[Collected data entries]

// Copyright 2026 U.S. Federal Government (in countries where recognized)
// SPDX-License-Identifier: Apache-2.0

//! A one-shot NTP client: one request datagram out, one reply datagram in.
//!
//! The client does not retry, does not check that the reply answers its request, and keeps
//! no history between queries. Each query returns the server's reply with the exchange
//! completed locally, so the caller can evaluate it with
//! [`Packet::correction_offset`] and [`Packet::round_trip_time`].

use chrono::TimeDelta;
use log::{debug, trace};

use crate::channel::{self, DatagramChannel};
use crate::config::{self, DEFAULT_TIMEOUT, NtpClientBuilder};
use crate::error::{ConfigError, NtpError, TimeoutError};
use crate::ntp_time;
use crate::protocol::Packet;
use std::fmt;
use std::io;
use std::net::{SocketAddr, ToSocketAddrs, UdpSocket};
use std::time::Duration;

/// Receive buffer size. Longer datagrams are truncated to this many bytes.
const RECV_BUFFER_SIZE: usize = 1024;

/// A synchronous NTP client bound to one server.
///
/// The channel is owned by the client and released on [`close`](Self::close) or drop.
/// Queries take `&mut self`, so one client never has two exchanges in flight.
#[derive(Debug)]
pub struct NtpClient<C: DatagramChannel = UdpSocket> {
    channel: Option<C>,
    timeout: Duration,
    peer: Option<SocketAddr>,
}

impl NtpClient {
    /// Resolve `addr`, connect a UDP socket to the first address and apply the default
    /// 15s receive timeout.
    ///
    /// Fails with [`ConfigError::NoAddresses`] if resolution yields nothing.
    pub fn connect<A: ToSocketAddrs + fmt::Debug>(addr: A) -> io::Result<NtpClient> {
        let target = addr
            .to_socket_addrs()?
            .next()
            .ok_or_else(|| {
                NtpError::Config(ConfigError::NoAddresses {
                    address: format!("{addr:?}"),
                })
            })?;
        let socket = channel::connect_udp(target)?;
        let mut client = NtpClient::with_channel(socket)?;
        client.peer = Some(target);
        Ok(client)
    }

    /// Create a builder for configuring an NTP client.
    pub fn builder() -> NtpClientBuilder {
        NtpClientBuilder::new()
    }
}

impl<C: DatagramChannel> NtpClient<C> {
    /// Wrap an already connected channel and apply the default 15s receive timeout.
    pub fn with_channel(channel: C) -> io::Result<Self> {
        channel.set_read_timeout(DEFAULT_TIMEOUT)?;
        Ok(NtpClient {
            channel: Some(channel),
            timeout: DEFAULT_TIMEOUT,
            peer: None,
        })
    }

    /// The current receive timeout.
    pub fn timeout(&self) -> Duration {
        self.timeout
    }

    /// Change the receive timeout.
    ///
    /// Timeouts below 1ms fail with [`ConfigError::TimeoutTooShort`] and leave both the
    /// client and its channel untouched.
    pub fn set_timeout(&mut self, timeout: Duration) -> io::Result<()> {
        let timeout = config::validate_timeout(timeout).map_err(NtpError::from)?;
        if let Some(channel) = &self.channel {
            channel.set_read_timeout(timeout)?;
        }
        trace!("receive timeout {:?} -> {:?}", self.timeout, timeout);
        self.timeout = timeout;
        Ok(())
    }

    /// The server address, when the client was created by [`NtpClient::connect`].
    pub fn peer_addr(&self) -> Option<SocketAddr> {
        self.peer
    }

    /// Whether [`close`](Self::close) has been called.
    pub fn is_closed(&self) -> bool {
        self.channel.is_none()
    }

    /// Send a fresh client request stamped with the current time and return the reply.
    pub fn query(&mut self) -> io::Result<Packet> {
        self.query_with(&Packet::new())
    }

    /// Send `request` and return the server's reply with the exchange completed.
    ///
    /// The reply's origin timestamp is replaced by the request's, and its destination
    /// timestamp is the local time the reply arrived. No other validation is performed.
    ///
    /// Bytes past the 48-byte header are kept as extension bytes, up to a total datagram
    /// size of 1024 bytes. Anything beyond that is discarded by the receive without notice.
    ///
    /// # Errors
    ///
    /// - [`TimeoutError::Recv`] if nothing arrives within the timeout
    /// - [`PacketError::BufferTooShort`](crate::error::PacketError::BufferTooShort) if the
    ///   reply is shorter than 48 bytes
    /// - [`ConfigError::Closed`] after [`close`](Self::close)
    pub fn query_with(&mut self, request: &Packet) -> io::Result<Packet> {
        let channel = self
            .channel
            .as_ref()
            .ok_or(NtpError::Config(ConfigError::Closed))?;

        let sent = channel
            .send(request.as_bytes())
            .map_err(timeout_as(TimeoutError::Send))?;
        debug!("sent: {}", sent);
        if sent != request.len() {
            return Err(io::Error::new(
                io::ErrorKind::WriteZero,
                format!("sent {} of {} request bytes", sent, request.len()),
            ));
        }

        let mut recv_buf = [0u8; RECV_BUFFER_SIZE];
        let recv_len = channel
            .recv(&mut recv_buf)
            .map_err(timeout_as(TimeoutError::Recv))?;
        // Record T4 (destination timestamp) immediately.
        let t4 = ntp_time::now();

        let mut reply = Packet::from_bytes(&recv_buf[..recv_len]).map_err(NtpError::from)?;
        reply.set_origin_timestamp(request.origin_timestamp());
        reply.set_destination_timestamp(Some(t4));
        debug!("recv: {} bytes: {}", recv_len, reply);
        Ok(reply)
    }

    /// Query the server and return how far the local clock should be moved.
    ///
    /// Positive means the local clock is behind the server.
    pub fn correction_offset(&mut self) -> io::Result<TimeDelta> {
        let reply = self.query()?;
        let offset = reply.correction_offset().map_err(NtpError::from)?;
        Ok(offset)
    }

    /// Release the channel. Closing twice is a no-op.
    pub fn close(&mut self) {
        if self.channel.take().is_some() {
            debug!("closed client for {:?}", self.peer);
        }
    }
}

/// Map a read/write timeout onto the matching [`TimeoutError`].
fn timeout_as(which: TimeoutError) -> impl FnOnce(io::Error) -> io::Error {
    move |e| match e.kind() {
        io::ErrorKind::WouldBlock | io::ErrorKind::TimedOut => NtpError::Timeout(which).into(),
        _ => e,
    }
}

/// Send a blocking request to an NTP server and return its reply.
///
/// Uses the default 15s receive timeout. The reply carries all four exchange timestamps,
/// so the offset is one call away:
///
/// ```no_run
/// let reply = ntp_client::request("time.nist.gov:123")?;
/// println!("offset: {}", reply.correction_offset()?);
/// println!("delay: {}", reply.round_trip_time()?);
/// # Ok::<(), Box<dyn std::error::Error>>(())
/// ```
pub fn request<A: ToSocketAddrs + fmt::Debug>(addr: A) -> io::Result<Packet> {
    request_with_timeout(addr, DEFAULT_TIMEOUT)
}

/// Like [`request`], with a custom receive timeout.
///
/// The timeout is validated before the address is resolved.
pub fn request_with_timeout<A: ToSocketAddrs + fmt::Debug>(
    addr: A,
    timeout: Duration,
) -> io::Result<Packet> {
    config::validate_timeout(timeout).map_err(NtpError::from)?;
    let mut client = NtpClient::connect(addr)?;
    client.set_timeout(timeout)?;
    client.query()
}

■ **What the exercise asks**: Could you return exactly the stretch of the data above that starts at the line with "the exchange completed." and ends at the line with "a total datagram", both lines included?

■ **Answer**:
    /// Send `request` and return the server's reply with the exchange completed.
    ///
    /// The reply's origin timestamp is replaced by the request's, and its destination
    /// timestamp is the local time the reply arrived. No other validation is performed.
    ///
    /// Bytes past the 48-byte header are kept as extension bytes, up to a total datagram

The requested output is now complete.